WHAT NEEDS TO BE DONE -> Up to and including the line with "Pipeline column order.", copy the records below exactly from their first line.

AVAILABLE DATA ->
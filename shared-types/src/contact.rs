use chrono::{DateTime, NaiveDate, NaiveDateTime};
use serde::{Deserialize, Serialize};
use std::fmt;

use crate::null_to_default;

/// Outreach pipeline stage for a lead.
#[derive(Debug, Clone, Default, PartialEq, Eq, Hash, Serialize, Deserialize)]
pub enum ContactStatus {
    #[default]
    Lead,
    Contacted,
    Replied,
    Qualified,
    #[serde(rename = "Not Interested")]
    NotInterested,
    Converted,
    #[serde(untagged)]
    Other(String),
}

impl ContactStatus {
    /// Pipeline column order.
    pub const ALL: [ContactStatus; 6] = [
        ContactStatus::Lead,
        ContactStatus::Contacted,
        ContactStatus::Replied,
        ContactStatus::Qualified,
        ContactStatus::NotInterested,
        ContactStatus::Converted,
    ];

    pub fn as_str(&self) -> &str {
        match self {
            ContactStatus::Lead => "Lead",
            ContactStatus::Contacted => "Contacted",
            ContactStatus::Replied => "Replied",
            ContactStatus::Qualified => "Qualified",
            ContactStatus::NotInterested => "Not Interested",
            ContactStatus::Converted => "Converted",
            ContactStatus::Other(s) => s,
        }
    }

    /// Case-insensitive lookup that also accepts kebab/snake spellings
    /// ("not-interested", "not_interested").
    pub fn parse(value: &str) -> Self {
        let normalized = value.trim().to_lowercase().replace(['-', '_'], " ");
        Self::ALL
            .iter()
            .find(|s| s.as_str().to_lowercase() == normalized)
            .cloned()
            .unwrap_or_else(|| ContactStatus::Other(value.trim().to_string()))
    }
}

impl fmt::Display for ContactStatus {
    fn fmt(&self, f: &mut fmt::Formatter<'_>) -> fmt::Result {
        f.write_str(self.as_str())
    }
}

/// Backend-assigned priority classification.
#[derive(Debug, Clone, Default, PartialEq, Eq, Hash, Serialize, Deserialize)]
pub enum LeadTier {
    High,
    #[default]
    Medium,
    Low,
    #[serde(untagged)]
    Other(String),
}

impl LeadTier {
    pub const ALL: [LeadTier; 3] = [LeadTier::High, LeadTier::Medium, LeadTier::Low];

    pub fn as_str(&self) -> &str {
        match self {
            LeadTier::High => "High",
            LeadTier::Medium => "Medium",
            LeadTier::Low => "Low",
            LeadTier::Other(s) => s,
        }
    }

    pub fn parse(value: &str) -> Self {
        let trimmed = value.trim();
        Self::ALL
            .iter()
            .find(|t| t.as_str().eq_ignore_ascii_case(trimmed))
            .cloned()
            .unwrap_or_else(|| LeadTier::Other(trimmed.to_string()))
    }
}

impl fmt::Display for LeadTier {
    fn fmt(&self, f: &mut fmt::Formatter<'_>) -> fmt::Result {
        f.write_str(self.as_str())
    }
}

/// Where a lead came from.
#[derive(Debug, Clone, Default, PartialEq, Eq, Hash, Serialize, Deserialize)]
#[serde(rename_all = "lowercase")]
pub enum LeadSource {
    #[default]
    Manual,
    Google,
    Yelp,
    #[serde(untagged)]
    Other(String),
}

impl LeadSource {
    pub fn as_str(&self) -> &str {
        match self {
            LeadSource::Manual => "manual",
            LeadSource::Google => "google",
            LeadSource::Yelp => "yelp",
            LeadSource::Other(s) => s,
        }
    }

    pub fn parse(value: &str) -> Self {
        match value.trim().to_lowercase().as_str() {
            "" | "manual" => LeadSource::Manual,
            "google" => LeadSource::Google,
            "yelp" => LeadSource::Yelp,
            _ => LeadSource::Other(value.trim().to_string()),
        }
    }
}

impl fmt::Display for LeadSource {
    fn fmt(&self, f: &mut fmt::Formatter<'_>) -> fmt::Result {
        f.write_str(self.as_str())
    }
}

#[derive(Debug, Clone, Default, Serialize, Deserialize)]
pub struct Contact {
    pub id: i64,
    pub name: String,
    pub company: Option<String>,
    pub email: Option<String>,
    pub phone: Option<String>,
    pub industry: Option<String>,
    pub tier: Option<LeadTier>,
    #[serde(default, deserialize_with = "null_to_default")]
    pub status: ContactStatus,
    pub source: Option<LeadSource>,
    #[serde(default, deserialize_with = "null_to_default")]
    pub total_touches: u32,
    #[serde(default, deserialize_with = "null_to_default")]
    pub ai_opportunity_score: f64,
    pub last_contacted: Option<String>,
    #[serde(default)]
    pub city: Option<String>,
    #[serde(default)]
    pub state: Option<String>,
    #[serde(default)]
    pub website_url: Option<String>,
    #[serde(default)]
    pub address: Option<String>,
    #[serde(default, deserialize_with = "null_to_default")]
    pub notes: Vec<Note>,
    #[serde(default)]
    pub created_at: Option<String>,
}

impl Contact {
    pub fn has_email(&self) -> bool {
        is_present(self.email.as_deref())
    }

    pub fn has_phone(&self) -> bool {
        is_present(self.phone.as_deref())
    }

    pub fn source_or_default(&self) -> LeadSource {
        self.source.clone().unwrap_or_default()
    }

    /// Label for the AI opportunity score, `None` when no score was assigned.
    pub fn opportunity_label(&self) -> Option<&'static str> {
        let score = self.ai_opportunity_score;
        if score <= 0.0 {
            None
        } else if score > 60.0 {
            Some("High")
        } else if score > 30.0 {
            Some("Medium")
        } else {
            Some("Low")
        }
    }
}

fn is_present(value: Option<&str>) -> bool {
    value.map(|v| !v.trim().is_empty()).unwrap_or(false)
}

/// Parses the timestamp formats the backend emits (RFC 3339, naive ISO
/// datetimes with or without fractional seconds, plain dates).
pub fn parse_timestamp(value: &str) -> Option<NaiveDateTime> {
    let value = value.trim();
    if let Ok(dt) = DateTime::parse_from_rfc3339(value) {
        return Some(dt.naive_utc());
    }
    for fmt in ["%Y-%m-%dT%H:%M:%S%.f", "%Y-%m-%d %H:%M:%S%.f"] {
        if let Ok(dt) = NaiveDateTime::parse_from_str(value, fmt) {
            return Some(dt);
        }
    }
    NaiveDate::parse_from_str(value, "%Y-%m-%d")
        .ok()
        .and_then(|d| d.and_hms_opt(0, 0, 0))
}

#[derive(Debug, Clone, Serialize, Deserialize)]
pub struct Note {
    #[serde(default)]
    pub id: Option<i64>,
    #[serde(default)]
    pub contact_id: Option<i64>,
    pub content: String,
    pub created_at: Option<String>,
}

#[derive(Debug, Clone, Serialize, Deserialize)]
pub struct Outreach {
    #[serde(default)]
    pub id: Option<i64>,
    pub contact_id: i64,
    pub outreach_type: String,
    pub subject: Option<String>,
    pub message: Option<String>,
    pub sent_at: Option<String>,
}

/// Query parameters for the contact list. `has_email`/`has_phone` are sent
/// to the backend and also applied locally.
#[derive(Debug, Clone, Default, PartialEq, Serialize)]
pub struct ContactFilters {
    #[serde(skip_serializing_if = "Option::is_none")]
    pub search: Option<String>,
    #[serde(skip_serializing_if = "Option::is_none")]
    pub status: Option<ContactStatus>,
    #[serde(skip_serializing_if = "Option::is_none")]
    pub tier: Option<LeadTier>,
    #[serde(skip_serializing_if = "Option::is_none")]
    pub industry: Option<String>,
    #[serde(skip_serializing_if = "Option::is_none")]
    pub has_email: Option<bool>,
    #[serde(skip_serializing_if = "Option::is_none")]
    pub has_phone: Option<bool>,
}

#[derive(Debug, Clone, Default, Serialize, Deserialize)]
pub struct CreateContactRequest {
    pub name: String,
    pub company: String,
    #[serde(skip_serializing_if = "Option::is_none")]
    pub email: Option<String>,
    #[serde(skip_serializing_if = "Option::is_none")]
    pub phone: Option<String>,
    #[serde(skip_serializing_if = "Option::is_none")]
    pub industry: Option<String>,
    pub tier: LeadTier,
    #[serde(skip_serializing_if = "Option::is_none")]
    pub status: Option<ContactStatus>,
    #[serde(skip_serializing_if = "Option::is_none")]
    pub city: Option<String>,
    #[serde(skip_serializing_if = "Option::is_none")]
    pub state: Option<String>,
    #[serde(skip_serializing_if = "Option::is_none")]
    pub website_url: Option<String>,
    #[serde(skip_serializing_if = "Option::is_none")]
    pub notes: Option<String>,
    pub source: LeadSource,
}

#[derive(Debug, Clone, Default, Serialize, Deserialize)]
pub struct UpdateContactRequest {
    #[serde(skip_serializing_if = "Option::is_none")]
    pub name: Option<String>,
    #[serde(skip_serializing_if = "Option::is_none")]
    pub company: Option<String>,
    #[serde(skip_serializing_if = "Option::is_none")]
    pub email: Option<String>,
    #[serde(skip_serializing_if = "Option::is_none")]
    pub phone: Option<String>,
    #[serde(skip_serializing_if = "Option::is_none")]
    pub industry: Option<String>,
    #[serde(skip_serializing_if = "Option::is_none")]
    pub tier: Option<LeadTier>,
    #[serde(skip_serializing_if = "Option::is_none")]
    pub status: Option<ContactStatus>,
    #[serde(skip_serializing_if = "Option::is_none")]
    pub city: Option<String>,
    #[serde(skip_serializing_if = "Option::is_none")]
    pub state: Option<String>,
    #[serde(skip_serializing_if = "Option::is_none")]
    pub website_url: Option<String>,
}

impl From<CreateContactRequest> for UpdateContactRequest {
    fn from(req: CreateContactRequest) -> Self {
        Self {
            name: Some(req.name),
            company: Some(req.company),
            email: req.email,
            phone: req.phone,
            industry: req.industry,
            tier: Some(req.tier),
            status: req.status,
            city: req.city,
            state: req.state,
            website_url: req.website_url,
        }
    }
}

#[derive(Debug, Serialize, Deserialize)]
pub struct AddNoteRequest {
    pub content: String,
}

#[derive(Debug, Serialize, Deserialize)]
pub struct DuplicateCheckRequest {
    pub email: String,
}

#[derive(Debug, Serialize, Deserialize)]
pub struct BulkDeleteRequest {
    pub contact_ids: Vec<i64>,
}

#[derive(Debug, Deserialize)]
pub struct ContactsResponse {
    pub contacts: Vec<Contact>,
}

#[derive(Debug, Deserialize)]
pub struct ContactResponse {
    pub contact: Contact,
}

#[derive(Debug, Clone, Deserialize)]
pub struct ContactDetailResponse {
    pub contact: Contact,
    #[serde(default, deserialize_with = "null_to_default")]
    pub outreach_history: Vec<Outreach>,
    #[serde(default, deserialize_with = "null_to_default")]
    pub notes: Vec<Note>,
}

#[derive(Debug, Deserialize)]
pub struct DuplicateCheckResponse {
    #[serde(default)]
    pub is_duplicate: bool,
    pub contact: Option<Contact>,
}

#[derive(Debug, Deserialize)]
pub struct DeletedResponse {
    #[serde(default, deserialize_with = "null_to_default")]
    pub deleted: u64,
}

FINAL ANSWER ->
filename shared-types/src/contact.rs
use chrono::{DateTime, NaiveDate, NaiveDateTime};
use serde::{Deserialize, Serialize};
use std::fmt;

use crate::null_to_default;

/// Outreach pipeline stage for a lead.
#[derive(Debug, Clone, Default, PartialEq, Eq, Hash, Serialize, Deserialize)]
pub enum ContactStatus {
    #[default]
    Lead,
    Contacted,
    Replied,
    Qualified,
    #[serde(rename = "Not Interested")]
    NotInterested,
    Converted,
    #[serde(untagged)]
    Other(String),
}

impl ContactStatus {
    /// Pipeline column order.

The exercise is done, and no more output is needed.